From mboxrd@z Thu Jan  1 00:00:00 1970
From: Jason Baron <jbaron@akamai.com>
Subject: Re: [PATCH net-next v2] tcp: reduce cpu usage under tcp memory pressure
 when SO_SNDBUF is set
Date: Fri, 21 Aug 2015 16:55:30 -0400
Message-ID: <55D79042.1050706@akamai.com>
References: <20150811143846.672A92039@prod-mail-relay10.akamai.com>	 <1439304576.1084.24.camel@edumazet-glaptop2.roam.corp.google.com>	 <55CA0EC2.9030306@akamai.com> <1439309530.1084.31.camel@edumazet-glaptop2.roam.corp.google.com> <55CA37F5.8090108@akamai.com>
Mime-Version: 1.0
Content-Type: text/plain; charset=utf-8
Content-Transfer-Encoding: 7bit
Cc: davem@davemloft.net, netdev@vger.kernel.org
To: Jason Baron <jbaron@akamai.com>,
	Eric Dumazet <eric.dumazet@gmail.com>
Return-path: <netdev-owner@vger.kernel.org>
Received: from a23-79-238-179.deploy.static.akamaitechnologies.com ([23.79.238.179]:57245
	"EHLO prod-mail-xrelay05.akamai.com" rhost-flags-OK-FAIL-OK-OK)
	by vger.kernel.org with ESMTP id S1752217AbbHUUzl (ORCPT
	<rfc822;netdev@vger.kernel.org>); Fri, 21 Aug 2015 16:55:41 -0400
In-Reply-To: <55CA37F5.8090108@akamai.com>
Sender: netdev-owner@vger.kernel.org
List-ID: <netdev.vger.kernel.org>


On 08/11/2015 01:59 PM, Jason Baron wrote:
> 
> 
> On 08/11/2015 12:12 PM, Eric Dumazet wrote:
>> On Tue, 2015-08-11 at 11:03 -0400, Jason Baron wrote:
>>
>>>
>>> Yes, so the test case I'm using to test against is somewhat contrived.
>>> In that I am simply allocating around 40,000 sockets that are idle to
>>> create a 'permanent' memory pressure in the background.
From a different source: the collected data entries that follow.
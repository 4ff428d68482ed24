//! Exploratory trip counts.

use std::collections::{BTreeMap, BTreeSet};

use chrono::Weekday;
use ward_flow_od_models::{Breakdown, WeekdayCount, YearAgeGroupCount, YearGenderCount};
use ward_flow_trip_models::{AgeGroup, Gender, Trip};

const WEEK: [Weekday; 7] = [
    Weekday::Mon,
    Weekday::Tue,
    Weekday::Wed,
    Weekday::Thu,
    Weekday::Fri,
    Weekday::Sat,
    Weekday::Sun,
];

/// Tallies cleaned trips by calendar and rider attributes.
pub fn breakdown<'a>(trips: impl IntoIterator<Item = &'a Trip>) -> Breakdown {
    let mut out = Breakdown::default();
    let mut weekdays = [0_u64; 7];
    let mut year_gender: BTreeMap<(i32, Gender), u64> = BTreeMap::new();
    let mut year_age: BTreeMap<(i32, AgeGroup), u64> = BTreeMap::new();
    let mut vehicles: BTreeMap<i32, BTreeSet<&str>> = BTreeMap::new();

    for trip in trips {
        out.total += 1;

        if let Some(group) = trip.age_group {
            *out.by_age_group.entry(group).or_insert(0) += 1;
        }

        let Some(calendar) = trip.calendar.as_ref() else {
            continue;
        };
        let year = calendar.year;

        *out.by_year.entry(year).or_insert(0) += 1;
        *out.by_month.entry(calendar.month).or_insert(0) += 1;
        *out.by_season.entry(calendar.season).or_insert(0) += 1;
        weekdays[calendar.day_of_week.num_days_from_monday() as usize] += 1;

        if let Some(gender) = trip.rider_gender {
            *year_gender.entry((year, gender)).or_insert(0) += 1;
        }
        if let Some(group) = trip.age_group {
            *year_age.entry((year, group)).or_insert(0) += 1;
        }
        if let Some(vehicle) = trip.vehicle_id.as_deref() {
            vehicles.entry(year).or_default().insert(vehicle);
        }
    }

    out.by_weekday = WEEK
        .iter()
        .zip(weekdays)
        .filter(|(_, trips)| *trips > 0)
        .map(|(&weekday, trips)| WeekdayCount { weekday, trips })
        .collect();
    out.by_year_gender = year_gender
        .into_iter()
        .map(|((year, gender), trips)| YearGenderCount {
            year,
            gender,
            trips,
        })
        .collect();
    out.by_year_age_group = year_age
        .into_iter()
        .map(|((year, age_group), trips)| YearAgeGroupCount {
            year,
            age_group,
            trips,
        })
        .collect();
    out.vehicles_by_year = vehicles
        .into_iter()
        .map(|(year, set)| (year, set.len() as u64))
        .collect();

    out
}

#[cfg(test)]
mod tests {
    use super::*;
    use crate::test_support::trip;
    use ward_flow_trip_models::Season;

    #[test]
    fn counts_calendar_and_rider_dimensions() {
        let mut a = trip("a", Some(2016), 9, Some(25));
        a.rider_gender = Some(Gender::Female);
        a.vehicle_id = Some("100".to_string());
        let mut b = trip("b", Some(2016), 18, Some(45));
        b.rider_gender = Some(Gender::Male);
        b.vehicle_id = Some("100".to_string());
        let mut c = trip("c", Some(2017), 9, None);
        c.vehicle_id = Some("200".to_string());
        let d = trip("d", None, 0, Some(30));

        let result = breakdown([&a, &b, &c, &d]);

        assert_eq!(result.total, 4);
        assert_eq!(result.by_year.get(&2016), Some(&2));
        assert_eq!(result.by_year.get(&2017), Some(&1));
        assert_eq!(result.by_season.get(&Season::Summer), Some(&3));
        assert_eq!(result.by_age_group.get(&AgeGroup::From19To30), Some(&2));
        assert_eq!(result.by_age_group.get(&AgeGroup::From41To50), Some(&1));
        assert_eq!(result.by_year_gender.len(), 2);
        assert_eq!(result.vehicles_by_year.get(&2016), Some(&1));
        assert_eq!(result.vehicles_by_year.get(&2017), Some(&1));
        let weekday_total: u64 = result.by_weekday.iter().map(|w| w.trips).sum();
        assert_eq!(weekday_total, 3, "trips without timestamps have no weekday");
    }

    #[test]
    fn empty_input_gives_empty_breakdown() {
        assert_eq!(breakdown(std::iter::empty()), Breakdown::default());
    }
}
Then, I have
>>> just 1 flow that sets SO_SNDBUF, which results in the: poll(), write() loop.
>>>
>>> That said, we encountered this issue initially where we had 10,000+
>>> flows and whenever the system would get into memory pressure, we would
>>> see all the cpus spin at 100%.
>>>
>>> So the testcase I wrote, was just a simplistic version for testing. But
>>> I am going to try and test against the more realistic workload where
>>> this issue was initially observed.
>>>
>>
>> Note that I am still trying to understand why we need to increase socket
>> structure, for something which is inherently a problem of sharing memory
>> with an unknown (potentially big) number of sockets.
>>
> 
> I was trying to mirror the wakeups when SO_SNDBUF is not set, where we
> continue to trigger on 1/3 of the buffer being available, as the
> sk->sndbuf is shrunk. And I saw this value as dynamic depending on
> number of sockets and read/write buffer usage. So that's where I was
> coming from with it.
> 
> Also, at least with the .config I have the tcp_sock structure didn't
> increase in size (although struct sock did go up by 8 and not 4).
> 
>> I suggested to use a flag (one bit).
>>
>> If set, then we should fallback to tcp_wmem[0] (each socket has 4096
>> bytes, so that we can avoid starvation)
>>
>>
>>
> 
> Ok, I will test this approach.

Hi Eric,

So I created a test here with 20,000 streams, and if I set SO_SNDBUF
high enough on the server side, I can create tcp memory pressure above
tcp_mem[2]. In this case, with the 'one bit' approach using tcp_wmem[0]
as the wakeup threshold I can still observe the 100% cpu spinning issue,
but with this v2 patch, cpu usage is minimal (1-2%). Since, we don't
guarantee tcp_wmem[0], above tcp_mem[2]. So using the 'one bit'
definitely alleviates the spinning between tcp_mem[1] and tcp_mem[2],
but not above tcp_mem[2] in my testing.

Maybe nobody cares about this case (you are getting what you ask for by
using SO_SNDBUF), but it seems to me that it would be nice to avoid this
sort of behavior. I also like the fact that with the
sk_effective_sndbuf, we keep doing wakeups on 1/3 of the write buffer
emptying, which keeps the wakeup behavior consistent. In theory this
would matter for high latency and bandwidth link, but in the testing I
did, I didn't observe any throughput differences between this v2 patch,
and the 'one bit' approach.

As I mentioned with this v2, the 'struct sock' grows by 4 bytes, but
struct tcp_sock does not increase. So since this is tcp specific, we
could add the sk_effective_sndbuf only to the struct tcp_sock.

So the 'one bit' approach definitely seems to me to be an improvement,
but I wanted to get feedback on this testing, before deciding how to
proceed.

Thanks,

-Jason